= Timeline of the history of Islam (7th century) =

This is a timeline of major events in the Muslim world from 601 AD to 700 AD (23 BH – 81 AH).

==7th century (601–700)==
This century corresponds to approximately 23 BH - 81 AH.

- 602: Birth of Muhammad's third child and second daughter Ruqayyah, wife of third caliph Uthman.
- 604: Birth of Umm Kulthum, third daughter of Muhammad. She became wife of Uthman after the death of her sister Ruqayyah.
- 605: 24 July – Birth of Fatimah, the fourth daughter of Muhammad. She was the wife of Ali ibn Abu Talib and all of Muhammad's descendants are through her.
- 605: Muhammad helps rebuild the Ka'ba.
- 605: Birth of Hafsa, daughter of second caliph Umar and one of the wives of Muhammad.
- 610: 9 February – The first announced revelation of the Qur'an in the cave at Hira. He is given his first revelation from the Angel Gabriel in the cave. Khadija is the first to believe.
- 613: Invitation of the close families of Muhammad to Islam
- 613: Declaration at Mount Safa inviting the general public to Islam
- 614: Birth of Aisha, Daughter of first caliph Abu Bakr and youngest wife of Muhammad.
- 614: Persecution of the Muslims by the Quraish. A party of Muslims migrates to Abyssinia.
- 615: Acceptance of Islam by Hamza and Umar
- 616: Second migration to Abyssinia.
- 617: Boycott of the Hashemites and Muhammad by the Quraish.
- 619: April/May – Lifting of the boycott.
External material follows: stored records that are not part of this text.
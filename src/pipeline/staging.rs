//! Staging store: the on-disk holding area for the item in flight.
//!
//! Artifacts live as `<dir>/<page>.png`. Writes go to a temporary sibling
//! and are renamed into place, so a second `put` for the same index replaces
//! the first atomically. Only one item is staged at a time; the store must
//! be cleared (by backup or cleanup) before the next item starts.

use std::io;
use std::path::{Path, PathBuf};
use tracing::{debug, warn};

/// Extension of staged artifacts.
pub const ARTIFACT_EXT: &str = "png";

/// One staged page artifact.
#[derive(Debug, Clone, PartialEq, Eq)]
pub struct StagedArtifact {
    pub page: u32,
    pub path: PathBuf,
}

/// Ordered, overwrite-tolerant page artifact store backed by a directory.
#[derive(Debug, Clone)]
pub struct StagingStore {
    dir: PathBuf,
}

impl StagingStore {
    /// Open the store at `dir`, creating the directory if needed.
    pub async fn open(dir: impl Into<PathBuf>) -> io::Result<Self> {
        let dir = dir.into();
        tokio::fs::create_dir_all(&dir).await?;
        debug!("Staging store at {}", dir.display());
        Ok(Self { dir })
    }

    pub fn dir(&self) -> &Path {
        &self.dir
    }

    /// Path the artifact for `page` is stored at.
    pub fn artifact_path(&self, page: u32) -> PathBuf {
        self.dir.join(format!("{page}.{ARTIFACT_EXT}"))
    }

    /// Store `bytes` as the artifact for `page`, replacing any earlier one.
    pub async fn put(&self, page: u32, bytes: &[u8]) -> io::Result<PathBuf> {
        let path = self.artifact_path(page);
        let tmp = self.dir.join(format!(".{page}.{ARTIFACT_EXT}.tmp"));
        tokio::fs::write(&tmp, bytes).await?;
        tokio::fs::rename(&tmp, &path).await?;
        Ok(path)
    }

    /// All artifacts, ascending by page index.
    ///
    /// Files whose stem is not a page index are ignored.
    pub async fn list_ordered(&self) -> io::Result<Vec<StagedArtifact>> {
        let mut artifacts = Vec::new();
        let mut entries = tokio::fs::read_dir(&self.dir).await?;
        while let Some(entry) = entries.next_entry().await? {
            let path = entry.path();
            if let Some(page) = page_index_of(&path) {
                artifacts.push(StagedArtifact { page, path });
            }
        }
        artifacts.sort_by_key(|a| a.page);
        Ok(artifacts)
    }

    /// Remove every file in the store. Returns how many were removed.
    pub async fn clear(&self) -> io::Result<usize> {
        let mut removed = 0;
        let mut entries = tokio::fs::read_dir(&self.dir).await?;
        while let Some(entry) = entries.next_entry().await? {
            if entry.file_type().await?.is_file() {
                tokio::fs::remove_file(entry.path()).await?;
                removed += 1;
            }
        }
        Ok(removed)
    }

    /// Whether the store holds no page artifacts.
    pub async fn is_empty(&self) -> io::Result<bool> {
        Ok(self.list_ordered().await?.is_empty())
    }

    /// Move every artifact into a fresh `unsaved-<label>` subdirectory.
    ///
    /// [`clear`](Self::clear) only removes top-level files, so the moved
    /// pages survive later cleanups until someone collects them.
    pub async fn set_aside(&self, label: &str) -> io::Result<PathBuf> {
        let mut target = self.dir.join(format!("unsaved-{label}"));
        let mut n = 2;
        while tokio::fs::try_exists(&target).await? {
            target = self.dir.join(format!("unsaved-{label}_{n}"));
            n += 1;
        }
        tokio::fs::create_dir(&target).await?;
        for artifact in self.list_ordered().await? {
            if let Some(name) = artifact.path.file_name() {
                tokio::fs::rename(&artifact.path, target.join(name)).await?;
            }
        }
        Ok(target)
    }

    /// Clear leftovers from an interrupted run.
    pub async fn discard_stale(&self) -> io::Result<usize> {
        let removed = self.clear().await?;
        if removed > 0 {
            warn!(
                "Removed {} stale file(s) from staging store {}",
                removed,
                self.dir.display()
            );
        }
        Ok(removed)
    }
}

fn page_index_of(path: &Path) -> Option<u32> {
    if path.extension()?.to_str()? != ARTIFACT_EXT {
        return None;
    }
    path.file_stem()?.to_str()?.parse().ok().filter(|&p| p >= 1)
}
Deaths of Abu Talib and Khadija, Year of Sorrow.
- 620: Visit to Taif, as well as Isra and Miraj.
- 622: 9 September – 20 September – Hijra—migration to Medina. First year of Islamic calendar.
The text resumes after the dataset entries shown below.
impl ViewerSession {
    /// Wrap a connected page and apply the profile's viewport.
    pub async fn new(
        client: CdpClient,
        profile: ViewerProfile,
        config: &ArchiveConfig,
    ) -> Result<Self, SessionError> {
        let mut session = Self {
            client,
            profile,
            navigation_wait: config.navigation_wait,
        };
        session.client.call("Page.enable", json!({})).await?;
        let vp = session.profile.viewport;
        session
            .client
            .call(
                "Emulation.setDeviceMetricsOverride",
                json!({
                    "width": vp.width,
                    "height": vp.height,
                    "deviceScaleFactor": 1,
                    "mobile": false,
                }),
            )
            .await?;
        Ok(session)
    }

    pub fn profile(&self) -> &ViewerProfile {
        &self.profile
    }

    /// Sign in. A single attempt; the caller treats failure as fatal.
    pub async fn login(&mut self, credentials: &Credentials) -> Result<(), SessionError> {
        let login_url = self.profile.login_url.clone();
        self.navigate(&login_url).await?;

        let username = self.profile.login_username.clone();
        let password = self.profile.login_password.clone();
        let submit = self.profile.login_submit.clone();
        self.fill(&username, &credentials.username).await?;
        self.fill(&password, &credentials.password).await?;
        if let Some(remember) = self.profile.login_remember.clone() {
            self.click(&remember).await?;
        }

        let before = self.location().await?;
        self.click(&submit).await?;
        self.wait_for_url_change(&before).await?;
        info!("Logged in as {}", credentials.username);
        Ok(())
    }

    // ── Primitives ───────────────────────────────────────────────────────

    async fn navigate(&mut self, url: &str) -> Result<(), SessionError> {
        debug!("Navigating to {}", url);
        let result = self.client.call("Page.navigate", json!({ "url": url })).await?;
        if let Some(err) = result.get("errorText").and_then(Value::as_str) {
            return Err(SessionError::Command {
                method: "Page.navigate".into(),
                message: format!("{url}: {err}"),
            });
        }
        self.wait_for_load().await
    }

    async fn wait_for_load(&mut self) -> Result<(), SessionError> {
        let deadline = tokio::time::Instant::now() + LOAD_TIMEOUT;
        loop {
            let state = self.client.evaluate("document.readyState").await;
            if matches!(state, Ok(Value::String(ref s)) if s == "complete") {
                return Ok(());
            }
            if tokio::time::Instant::now() >= deadline {
                return Err(SessionError::Timeout {
                    what: "page load".into(),
                    secs: LOAD_TIMEOUT.as_secs(),
                });
            }
            tokio::time::sleep(POLL_INTERVAL).await;
        }
    }

    async fn location(&mut self) -> Result<String, SessionError> {
        Ok(self
            .client
            .evaluate("location.href")
            .await?
            .as_str()
            .unwrap_or_default()
            .to_string())
    }

    async fn wait_for_url_change(&mut self, from: &str) -> Result<(), SessionError> {
        let deadline = tokio::time::Instant::now() + LOAD_TIMEOUT;
        loop {
            if self.location().await? != from {
                return self.wait_for_load().await;
            }
            if tokio::time::Instant::now() >= deadline {
                return Err(SessionError::Timeout {
                    what: format!("navigation away from {from}"),
                    secs: LOAD_TIMEOUT.as_secs(),
                });
            }
            tokio::time::sleep(POLL_INTERVAL).await;
        }
    }

    async fn click(&mut self, locator: &str) -> Result<(), SessionError> {
        let script = format!(
            "(function(){{const el={};if(!el)return false;\
             el.scrollIntoView({{block:'center'}});el.click();return true;}})()",
            find_js(locator)
        );
        match self.client.evaluate(&script).await? {
            Value::Bool(true) => Ok(()),
            _ => Err(SessionError::ElementNotFound(locator.to_string())),
        }
    }

    /// Replace the contents of an input with `value`, as typed text.
    async fn fill(&mut self, locator: &str, value: &str) -> Result<(), SessionError> {
        let script = format!(
            "(function(){{const el={};if(!el)return false;el.focus();\
             if(typeof el.select==='function')el.select();\
             el.value='';el.dispatchEvent(new Event('input',{{bubbles:true}}));return true;}})()",
            find_js(locator)
        );
        if self.client.evaluate(&script).await? != Value::Bool(true) {
            return Err(SessionError::ElementNotFound(locator.to_string()));
        }
        self.client
            .call("Input.insertText", json!({ "text": value }))
            .await?;
        Ok(())
    }

    async fn press_enter(&mut self) -> Result<(), SessionError> {
        for kind in ["keyDown", "keyUp"] {
            self.client
                .call(
                    "Input.dispatchKeyEvent",
                    json!({
                        "type": kind,
                        "key": "Enter",
                        "code": "Enter",
                        "windowsVirtualKeyCode": 13,
                        "text": if kind == "keyDown" { "\r" } else { "" },
                    }),
                )
                .await?;
        }
        Ok(())
    }

    async fn input_value(&mut self, locator: &str) -> Result<String, SessionError> {
        let script = format!(
            "(function(){{const el={};return el?String(el.value):null;}})()",
            find_js(locator)
        );
        match self.client.evaluate(&script).await? {
            Value::String(s) => Ok(s),
            _ => Err(SessionError::ElementNotFound(locator.to_string())),
        }
    }

    async fn count(&mut self, locator: &str) -> Result<usize, SessionError> {
        let n = self.client.evaluate(&count_js(locator)).await?;
        Ok(n.as_u64().unwrap_or(0) as usize)
    }

    async fn inner_text(&mut self, locator: &str) -> Result<Option<String>, SessionError> {
        let script = format!(
            "(function(){{const el={};return el?el.innerText:null;}})()",
            find_js(locator)
        );
        Ok(self
            .client
            .evaluate(&script)
            .await?
            .as_str()
            .map(|s| s.trim().to_string()))
    }

    /// Small fingerprint of the canvas: size plus a 16x16 downsample sum.
    /// `null` while no canvas exists or it has zero size.
    async fn canvas_signature(&mut self) -> Result<Option<String>, SessionError> {
        let script = format!(
            "(function(){{const c={};if(!c||!c.width||!c.height)return null;\
             const s=document.createElement('canvas');s.width=16;s.height=16;\
             const x=s.getContext('2d');x.drawImage(c,0,0,16,16);\
             const d=x.getImageData(0,0,16,16).data;let h=0;\
             for(let i=0;i<d.length;i++)h=(h*31+d[i])>>>0;\
             return c.width+'x'+c.height+':'+h;}})()",
            canvas_js(&self.profile.canvas)
        );
        Ok(self.client.evaluate(&script).await?.as_str().map(str::to_string))
    }

    async fn history_back(&mut self) -> Result<(), SessionError> {
        let history = self
            .client
            .call("Page.getNavigationHistory", json!({}))
            .await?;
        let current = history
            .get("currentIndex")
            .and_then(Value::as_u64)
            .unwrap_or(0) as usize;
        let previous = current
            .checked_sub(1)
            .and_then(|i| history.get("entries")?.get(i)?.get("id")?.as_u64())
            .ok_or_else(|| SessionError::Script("no previous history entry".into()))?;
        self.client
            .call("Page.navigateToHistoryEntry", json!({ "entryId": previous }))
            .await?;
        self.wait_for_load().await
    }
}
- 623: January – Constitution of Medina. Establishment of the first Islamic state.
- 624: Battle of Badr. Expulsion of the Bani Qainuqa Jews from Medina. The direction of prayer is converted from Jerusalem to Mecca.
- 624: Death of Ruqayyah daughter of Muhammad and wife of Uthman.
- 625: Battle of Uhud. Expulsion of Banu Nadir Jews from Medina.
- 625: Birth of Hasan ibn Ali, son of Ali and Fatimah and 2nd Shia imams.
- 626: Birth of Husayn ibn Ali, son of Ali and Fatimah and 3rd Shia imams.
- 627: Battle of the Trench. Invasion of Banu Qurayza.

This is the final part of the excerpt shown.